6. L'importante non è colpire, ma resistere ai colpi
Alex
Qui tutto è uno schifo.
Le mie giornate sono una merda.
Ormai si è creata una routine che mi ricorda molto la mia vita a Torino: senza obiettivi, nessuno scopo, niente di niente. Solo una voragine nel petto che si riapre ogni notte e il mio inutile tentativo di riempirla con frivolezze. Vorrei poter essere un corpo senz'anima, non provare nessun sentimento, nessuna emozione, invece vengo divorato costantemente dalla rabbia e dal rimorso.

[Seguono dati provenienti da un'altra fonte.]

use super::catalog::ModelId;

#[derive(Debug, Clone, Copy, PartialEq, Eq, Hash)]
pub enum RequestParam {
    Prompt,
    AspectRatio,
    Model,
    RenderingSpeed,
    MagicPrompt,
    Seed,
    StyleType,
    NegativePrompt,
    NumImages,
    Resolution,
    ColorPalette,
}

impl RequestParam {
    pub fn json_key(&self) -> &'static str {
        match self {
            RequestParam::Prompt => "prompt",
            RequestParam::AspectRatio => "aspect_ratio",
            RequestParam::Model => "model",
            RequestParam::RenderingSpeed => "rendering_speed",
            RequestParam::MagicPrompt => "magic_prompt_option",
            RequestParam::Seed => "seed",
            RequestParam::StyleType => "style_type",
            RequestParam::NegativePrompt => "negative_prompt",
            RequestParam::NumImages => "num_images",
            RequestParam::Resolution => "resolution",
            RequestParam::ColorPalette => "color_palette",
        }
    }

    pub fn form_key(&self) -> &'static str {
        match self {
            RequestParam::MagicPrompt => "magic_prompt",
            other => other.json_key(),
        }
    }
}

const LEGACY_ENDPOINT: &[RequestParam] = &[RequestParam::RenderingSpeed];
const LEGACY_WITHOUT_PALETTE: &[RequestParam] =
    &[RequestParam::RenderingSpeed, RequestParam::ColorPalette];
// The v3 endpoint is model-specific, so the model itself is never sent.
const V3_ENDPOINT: &[RequestParam] = &[RequestParam::Model];

static PARAM_EXCLUSIONS: &[(ModelId, &[RequestParam])] = &[
    (ModelId::V1, LEGACY_WITHOUT_PALETTE),
    (ModelId::V1Turbo, LEGACY_WITHOUT_PALETTE),
    (ModelId::V2, LEGACY_ENDPOINT),
    (ModelId::V2Turbo, LEGACY_ENDPOINT),
    (ModelId::V2a, LEGACY_WITHOUT_PALETTE),
    (ModelId::V2aTurbo, LEGACY_WITHOUT_PALETTE),
    (ModelId::V3, V3_ENDPOINT),
];

/// Parameters stripped before a request for `model` leaves the process.
pub fn excluded_params(model: Option<ModelId>) -> &'static [RequestParam] {
    let Some(model) = model else {
        return LEGACY_ENDPOINT;
    };
    PARAM_EXCLUSIONS
        .iter()
        .find(|(candidate, _)| *candidate == model)
        .map(|(_, excluded)| *excluded)
        .unwrap_or(LEGACY_ENDPOINT)
}

pub fn supports_param(model: Option<ModelId>, param: RequestParam) -> bool {
    !excluded_params(model).contains(&param)
}

#[cfg(test)]
mod tests {
    use super::{excluded_params, supports_param, RequestParam, PARAM_EXCLUSIONS};
    use crate::models::{ModelFamily, ModelId};

    #[test]
    fn every_model_has_an_exclusion_entry() {
        for model in ModelId::ALL {
            assert!(
                PARAM_EXCLUSIONS.iter().any(|(entry, _)| *entry == model),
                "missing entry for {}",
                model.as_str()
            );
        }
    }

    #[test]
    fn rendering_speed_only_survives_on_v3() {
        for model in ModelId::ALL {
            let supported = supports_param(Some(model), RequestParam::RenderingSpeed);
            assert_eq!(supported, model.family() == ModelFamily::V3, "{}", model.as_str());
        }
        assert!(!supports_param(None, RequestParam::RenderingSpeed));
    }

    #[test]
    fn palette_dropped_for_v1_and_v2a_variants() {
        let unsupported = [
            ModelId::V1,
            ModelId::V1Turbo,
            ModelId::V2a,
            ModelId::V2aTurbo,
        ];
        for model in ModelId::ALL {
            let supported = supports_param(Some(model), RequestParam::ColorPalette);
            assert_eq!(supported, !unsupported.contains(&model), "{}", model.as_str());
        }
        assert!(supports_param(None, RequestParam::ColorPalette));
    }

    #[test]
    fn magic_prompt_key_differs_between_encodings() {
        assert_eq!(RequestParam::MagicPrompt.json_key(), "magic_prompt_option");
        assert_eq!(RequestParam::MagicPrompt.form_key(), "magic_prompt");
        assert_eq!(RequestParam::Seed.form_key(), "seed");
        assert_eq!(excluded_params(Some(ModelId::V3)), &[RequestParam::Model]);
    }
}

Quando la televisione non riesce a distrarmi abbastanza, esco di casa e mi chiudo in qualche squallido locale della città; ultimamente sono diventato un assiduo frequentatore di un bar non molto distante per chi, come me, si muove esclusivamente a piedi, malgrado l'aspetto poco rassicurante, posso trovare tutto ciò di cui ho bisogno: alcool, un tavolo verde, slot machine, qualche donna quando sono fortunato e inoltre fanno credito ai clienti, caratteristica per il quale vince il mio personale premio fedeltà.
Benché mi rechi al suo interno nelle ore più disparate, trovo sempre qualcosa da fare, che sia una partita a carte o rimorchiare qualche ragazza, approfondendo poi la conoscenza in un bagno maleodorante sotto la luce intermittente di un neon guasto. In ogni caso, termino la mia serata davanti al bancone a consumare un drink dopo l'altro, finché vengo allontanato con la forza o per aver litigato con qualche altro cliente oppure quando la solita barista invadente, non decide che per me è giunta l'ora di tornarmene a casa e si rifiuta di servirmi dell'altro, nonostante le mie proteste.
Fino a oggi, mi sono comportato relativamente bene, non ho puntato grosse cifre e di conseguenza non ho riportato grandi perdite, ma questo ha limitato anche le mie vincite. La mia sicuramente non è cautela, malgrado sia stata la mia dipendenza dal gioco a costringermi ad allontanarmi da Torino, vorrei poter avere la possibilità di guadagnare qualche soldo extra con facilità, ma quell'idiota di mio fratello è più tirchio di quanto ricordassi. Inoltre quando sono concentrato sulla conta delle carte e a ingannare gli avversari, non penso ad altro che a vincere e tutto il resto scompare.
Quando mi ritrovo sull'asfalto all'esterno del bar, decido che è arrivatoil momento di barcollare verso casa e di buttarmi sul divano sperando che, tra alcool e stanchezza, io riesca finalmente ad avere un sonno senza sogni, prospettiva fin troppo positiva. Inevitabilmente mi ritrovo a rivivere il solito incubo, ogni volta con qualche dettaglio in più, ogni volta peggiore della precedente.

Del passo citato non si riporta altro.